La Borinquena in West Side Story

Above the Sharks: The soundtrack version of the anthem of Puerto Rican independentistas, “La Borinqueña”. And here’s the same anthem in a sweeter version


For one thing, the music remains intact. In fact, the music is better arranged and better placed in WSS2021 than in the 1961 version. More on that later.

For another, the script—meaning the dialogue, character arc, exposition, etc—is far, far better in the hands of Tony Kushner, not only a brilliant scenarist, but a stone New Yorker of my generation, and one of the few writers who knows how to take a big chunk of America in all its complexity and give it back to us in digestible form, no mean feat.

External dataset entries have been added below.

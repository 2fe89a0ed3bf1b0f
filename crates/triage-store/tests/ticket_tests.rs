use std::time::Duration;

use pretty_assertions::assert_eq;
use triage_model::{CommentForm, File, Reference, TicketId};
use triage_store::{RequestContext, StoreError};
use triage_test_utils::{alert, alert_with_artifacts, harness};

#[tokio::test]
async fn created_ticket_gets_defaults() {
    let h = harness();
    let ctx = RequestContext::for_user("bob");
    let created = h.store.create(&ctx, vec![alert("Phishing mail")]).await.unwrap();

    let view = h.store.get(&ctx, created[0].id).await.unwrap();
    let ticket = &view.ticket.ticket;
    assert_eq!(ticket.status, "open");
    assert_eq!(ticket.schema, "{}");
    assert!(ticket.modified >= ticket.created);
    assert_eq!(view.logs.len(), 1);
    assert_eq!(view.logs[0].message, "Created ticket");
}

#[tokio::test]
async fn artifacts_are_typed_on_insert() {
    let h = harness();
    let ctx = RequestContext::for_user("bob");
    let form = alert_with_artifacts(
        "Observables",
        &["1.2.3.4", "http://x.io", "a@b.com", "5d41402abc4b2a76b9719d911017c592", "whatever"],
    );
    let created = h.store.create(&ctx, vec![form]).await.unwrap();

    let kinds: Vec<Option<&str>> = created[0]
        .ticket
        .artifacts
        .iter()
        .map(|a| a.kind.as_deref())
        .collect();
    assert_eq!(kinds, vec![Some("ip"), Some("url"), Some("email"), Some("md5"), Some("unknown")]);
    assert!(created[0]
        .ticket
        .artifacts
        .iter()
        .all(|a| a.status.as_deref() == Some("unknown")));
}

#[tokio::test]
async fn explicit_ids_conflict_as_a_batch() {
    let h = harness();
    let ctx = RequestContext::for_user("bob");
    h.store.create(&ctx, vec![alert("first").with_id(7)]).await.unwrap();

    let err = h
        .store
        .create(&ctx, vec![alert("second"), alert("third").with_id(7)])
        .await
        .unwrap_err();
    assert_eq!(err, StoreError::Conflict("tickets/7 already exists".into()));

    let next = h.store.create(&ctx, vec![alert("fourth")]).await.unwrap();
    assert_eq!(next[0].id, TicketId(8));
}

#[tokio::test]
async fn largest_explicit_id_is_rejected() {
    let h = harness();
    let ctx = RequestContext::for_user("bob");

    let err = h
        .store
        .create(&ctx, vec![alert("x").with_id(i64::MAX)])
        .await
        .unwrap_err();
    assert!(matches!(err, StoreError::Validation(_)));

    let next = h.store.create(&ctx, vec![alert("y")]).await.unwrap();
    assert_eq!(next[0].id, TicketId(1));
}

#[tokio::test]
async fn comments_are_removed_by_position() {
    let h = harness();
    let ctx = RequestContext::for_user("bob");
    let id = h.store.create(&ctx, vec![alert("x")]).await.unwrap()[0].id;

    for message in ["c0", "c1", "c2"] {
        h.store.add_comment(&ctx, id, CommentForm::new(message)).await.unwrap();
    }

    let messages = |view: &triage_model::TicketWithTickets| -> Vec<String> {
        view.ticket.ticket.comments.iter().map(|c| c.message.clone()).collect()
    };

    let view = h.store.remove_comment(&ctx, id, 1).await.unwrap();
    assert_eq!(messages(&view), vec!["c0", "c2"]);

    let view = h.store.remove_comment(&ctx, id, 1).await.unwrap();
    assert_eq!(messages(&view), vec!["c0"]);

    let view = h.store.remove_comment(&ctx, id, 5).await.unwrap();
    assert_eq!(messages(&view), vec!["c0"]);
    assert_eq!(view.ticket.ticket.comments[0].creator, "bob");
}

#[tokio::test]
async fn anonymous_comment_needs_a_creator() {
    let h = harness();
    let ctx = RequestContext::anonymous();
    let id = h.store.create(&ctx, vec![alert("x")]).await.unwrap()[0].id;

    let err = h.store.add_comment(&ctx, id, CommentForm::new("hi")).await.unwrap_err();
    assert!(matches!(err, StoreError::AccessDenied(_)));

    let view = h
        .store
        .add_comment(&ctx, id, CommentForm::new("hi").with_creator("sensor"))
        .await
        .unwrap();
    assert_eq!(view.ticket.ticket.comments[0].creator, "sensor");
}

#[tokio::test]
async fn field_operations_stamp_modified_and_log() {
    let h = harness();
    let ctx = RequestContext::for_user("bob");
    let created = h.store.create(&ctx, vec![alert("x")]).await.unwrap();
    let id = created[0].id;

    let view = h
        .store
        .add_artifact(&ctx, id, triage_model::Artifact::new("evil.com"))
        .await
        .unwrap();
    assert_eq!(view.ticket.ticket.artifacts[0].kind.as_deref(), Some("unknown"));

    h.store
        .set_references(
            &ctx,
            id,
            vec![Reference {
                href: "https://intel.example/1".into(),
                name: "intel".into(),
            }],
        )
        .await
        .unwrap();
    h.store
        .add_file(
            &ctx,
            id,
            File {
                key: "abc".into(),
                name: "mail.eml".into(),
            },
        )
        .await
        .unwrap();
    h.store
        .set_template(&ctx, id, r#"{"type":"object"}"#.to_string())
        .await
        .unwrap();
    let view = h.store.remove_artifact(&ctx, id, "evil.com").await.unwrap();

    let ticket = &view.ticket.ticket;
    assert!(ticket.artifacts.is_empty());
    assert_eq!(ticket.references.len(), 1);
    assert_eq!(ticket.files[0].name, "mail.eml");
    assert_eq!(ticket.schema, r#"{"type":"object"}"#);
    assert!(ticket.modified >= created[0].ticket.modified);

    let messages: Vec<&str> = view.logs.iter().map(|l| l.message.as_str()).collect();
    assert_eq!(
        messages,
        vec![
            "Created ticket",
            "Added artifact evil.com",
            "Changed references",
            "Added file mail.eml",
            "Set template",
            "Removed artifact evil.com",
        ]
    );
}

#[tokio::test]
async fn invalid_update_is_rejected() {
    let h = harness();
    let ctx = RequestContext::for_user("bob");
    let created = h.store.create(&ctx, vec![alert("x")]).await.unwrap();

    let mut replacement = created[0].ticket.clone();
    replacement.name = String::new();
    let err = h.store.update(&ctx, created[0].id, replacement).await.unwrap_err();
    assert!(matches!(err, StoreError::Validation(_)));

    let view = h.store.get(&ctx, created[0].id).await.unwrap();
    assert_eq!(view.ticket.ticket.name, "x");
}

#[tokio::test]
async fn delete_removes_ticket_and_edges() {
    let h = harness();
    let ctx = RequestContext::for_user("bob");
    let ids: Vec<TicketId> = h
        .store
        .create(&ctx, vec![alert("a"), alert("b")])
        .await
        .unwrap()
        .iter()
        .map(|t| t.id)
        .collect();
    h.store.link_tickets(&ctx, ids[0], ids[1]).await.unwrap();

    h.store.delete(&ctx, ids[1]).await.unwrap();

    assert!(matches!(h.store.get(&ctx, ids[1]).await, Err(StoreError::NotFound(_))));
    assert!(h.store.get(&ctx, ids[0]).await.unwrap().tickets.is_empty());
    assert!(!h.index.inner.contains(ids[1]));
    assert!(matches!(h.store.delete(&ctx, ids[1]).await, Err(StoreError::NotFound(_))));
}

#[tokio::test]
async fn missing_ticket_is_not_found() {
    let h = harness();
    let err = h
        .store
        .get(&RequestContext::anonymous(), TicketId(404))
        .await
        .unwrap_err();
    assert_eq!(err, StoreError::NotFound("tickets/404".into()));
}

#[tokio::test]
async fn expired_deadline_fails_reads() {
    let h = harness();
    let ctx = RequestContext::for_user("bob");
    let id = h.store.create(&ctx, vec![alert("x")]).await.unwrap()[0].id;

    let expired = RequestContext::for_user("bob").with_timeout(Duration::ZERO);
    assert_eq!(h.store.get(&expired, id).await.unwrap_err(), StoreError::DeadlineExceeded);
}
//! Playbooks and their tasks
//!
//! A playbook is attached to exactly one ticket. Its tasks and their `next`
//! edges form a DAG; `order` is the position of a task in the topological
//! order computed when the playbook is attached, so the task with order 0 is
//! the entry point.

use indexmap::IndexMap;
use serde::{Deserialize, Serialize};
use serde_json::Value;

/// Kind of work a task represents
#[derive(Debug, Clone, Copy, PartialEq, Eq, Hash, Default, Serialize, Deserialize)]
#[serde(rename_all = "lowercase")]
pub enum TaskKind {
    /// Manual step
    #[default]
    Task,
    /// Form input from an analyst
    Input,
    /// Automated step
    Automation,
}

/// Task as declared in a playbook template
#[derive(Debug, Clone, PartialEq, Serialize, Deserialize)]
pub struct TaskTemplate {
    pub name: String,
    #[serde(rename = "type", default)]
    pub kind: TaskKind,
    #[serde(default, skip_serializing_if = "Option::is_none")]
    pub automation: Option<String>,
    #[serde(default, skip_serializing_if = "Option::is_none")]
    pub data: Option<Value>,
    /// Dependent task ids
    #[serde(default, skip_serializing_if = "Vec::is_empty")]
    pub next: Vec<String>,
}

impl TaskTemplate {
    /// Manual task without successors
    #[inline]
    #[must_use]
    pub fn new(name: impl Into<String>) -> Self {
        Self {
            name: name.into(),
            kind: TaskKind::Task,
            automation: None,
            data: None,
            next: Vec::new(),
        }
    }

    /// With successor task ids
    #[must_use]
    pub fn with_next<I, S>(mut self, next: I) -> Self
    where
        I: IntoIterator<Item = S>,
        S: Into<String>,
    {
        self.next = next.into_iter().map(Into::into).collect();
        self
    }

    /// With automation
    #[inline]
    #[must_use]
    pub fn with_automation(mut self, automation: impl Into<String>) -> Self {
        self.kind = TaskKind::Automation;
        self.automation = Some(automation.into());
        self
    }

    /// With opaque payload
    #[inline]
    #[must_use]
    pub fn with_data(mut self, data: Value) -> Self {
        self.data = Some(data);
        self
    }
}

/// Playbook template: a name and tasks in declaration order
#[derive(Debug, Clone, PartialEq, Serialize, Deserialize)]
pub struct PlaybookTemplate {
    pub name: String,
    pub tasks: IndexMap<String, TaskTemplate>,
}

impl PlaybookTemplate {
    /// Empty template
    #[inline]
    #[must_use]
    pub fn new(name: impl Into<String>) -> Self {
        Self {
            name: name.into(),
            tasks: IndexMap::new(),
        }
    }

    /// Append a task
    #[must_use]
    pub fn with_task(mut self, id: impl Into<String>, task: TaskTemplate) -> Self {
        self.tasks.insert(id.into(), task);
        self
    }
}

/// Playbook template as submitted with a ticket, in YAML form
#[derive(Debug, Clone, PartialEq, Eq, Serialize, Deserialize)]
pub struct PlaybookTemplateForm {
    /// Requested playbook id; derived from the name when absent
    #[serde(default, skip_serializing_if = "Option::is_none")]
    pub id: Option<String>,
    pub yaml: String,
}

impl PlaybookTemplateForm {
    /// Form without explicit id
    #[inline]
    #[must_use]
    pub fn new(yaml: impl Into<String>) -> Self {
        Self {
            id: None,
            yaml: yaml.into(),
        }
    }
}

/// Task attached to a ticket
#[derive(Debug, Clone, PartialEq, Serialize, Deserialize)]
pub struct Task {
    pub name: String,
    #[serde(rename = "type", default)]
    pub kind: TaskKind,
    #[serde(default, skip_serializing_if = "Option::is_none")]
    pub automation: Option<String>,
    #[serde(default, skip_serializing_if = "Option::is_none")]
    pub data: Option<Value>,
    /// Position in topological order, 0 for the root
    pub order: u32,
    #[serde(default, skip_serializing_if = "Vec::is_empty")]
    pub next: Vec<String>,
    /// Set by the job-completion callback
    #[serde(default, skip_serializing_if = "std::ops::Not::not")]
    pub done: bool,
    #[serde(default, skip_serializing_if = "Option::is_none")]
    pub output: Option<Value>,
}

/// Playbook attached to a ticket
#[derive(Debug, Clone, PartialEq, Serialize, Deserialize)]
pub struct Playbook {
    pub name: String,
    pub tasks: IndexMap<String, Task>,
}

impl Playbook {
    /// Entry task (order 0)
    #[must_use]
    pub fn root_task(&self) -> Option<(&str, &Task)> {
        self.tasks
            .iter()
            .find(|(_, task)| task.order == 0)
            .map(|(id, task)| (id.as_str(), task))
    }

    /// Task by id
    #[inline]
    #[must_use]
    pub fn task(&self, id: &str) -> Option<&Task> {
        self.tasks.get(id)
    }

    /// Task ids sorted by execution order
    #[must_use]
    pub fn ordered_task_ids(&self) -> Vec<&str> {
        let mut ids: Vec<(&str, u32)> = self
            .tasks
            .iter()
            .map(|(id, task)| (id.as_str(), task.order))
            .collect();
        ids.sort_by_key(|(_, order)| *order);
        ids.into_iter().map(|(id, _)| id).collect()
    }
}

#[cfg(test)]
mod tests {
    use super::*;

    fn task(order: u32) -> Task {
        Task {
            name: format!("t{order}"),
            kind: TaskKind::Task,
            automation: None,
            data: None,
            order,
            next: Vec::new(),
            done: false,
            output: None,
        }
    }

    #[test]
    fn root_is_order_zero() {
        let mut tasks = IndexMap::new();
        tasks.insert("b".to_string(), task(1));
        tasks.insert("a".to_string(), task(0));
        let playbook = Playbook {
            name: "p".into(),
            tasks,
        };

        assert_eq!(playbook.root_task().map(|(id, _)| id), Some("a"));
        assert_eq!(playbook.ordered_task_ids(), vec!["a", "b"]);
    }

    #[test]
    fn done_flag_is_omitted_until_set() {
        let json = serde_json::to_value(task(0)).unwrap();
        assert!(json.get("done").is_none());
        assert_eq!(json["type"], "task");
    }
}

I have other reasons to like Kushner. He scripted the role my son’s godmother was most famous for—the original Angel in his stage work about the AIDS crisis (AIDS took the life of the man I was in love with, in ’91) Angels In America (picture of Sigrid Wurschmidt and Robert DiMatteo here). Here’s a sample of his chewy good dialogue. It comes right after the Sharks break into the anthem of the independentistas and exit stage right, to whistles and applause among the vecinos:

Lt Schrank (to the Jets): We’re outnumbered, boys. Thousands more are on their way…and once they’re here, they pop out kids like crazy, am I right? … Work with me, fellas! Or they’re going to drive you off your turf! … Most of the white guys who grew up in this slum climbed their way out of it. Irish, Italians, Jews… Nowadays their descendants live in nice houses and drive nice cars and date nice girls you’d want to marry. Your dads or your grandads stayed put, drinkin’ and knockin’ up some local piece who gave birth to you—the last of the Can’t-Make-It Caucasians. (beat) What’s a gang without its terrain, its turf? You’re a month or two away from finding out, one step ahead of the wrecking ball. And in this uncertain world, the only thing you can count on is me. I’m here to keep the civil peace until the last building falls. And if you boys make trouble on my turf, Riff, hand to heart, you’re headed to an upstate prison cell for a very long time. By the time you get out, this will be a shiny new neighborhood of rich people in beautiful apartments…with Puerto Rican doormen to chase trash like you away.

Okay, as exposition it’s a lee-tle too much on the nose and just a lee-tle bit too prescient. But yeah, in a little over two hundred words—really, the first big speech in this let’s face it Shakespearean play—Kushner the playwright has given us the genuine patter of a New Yorker.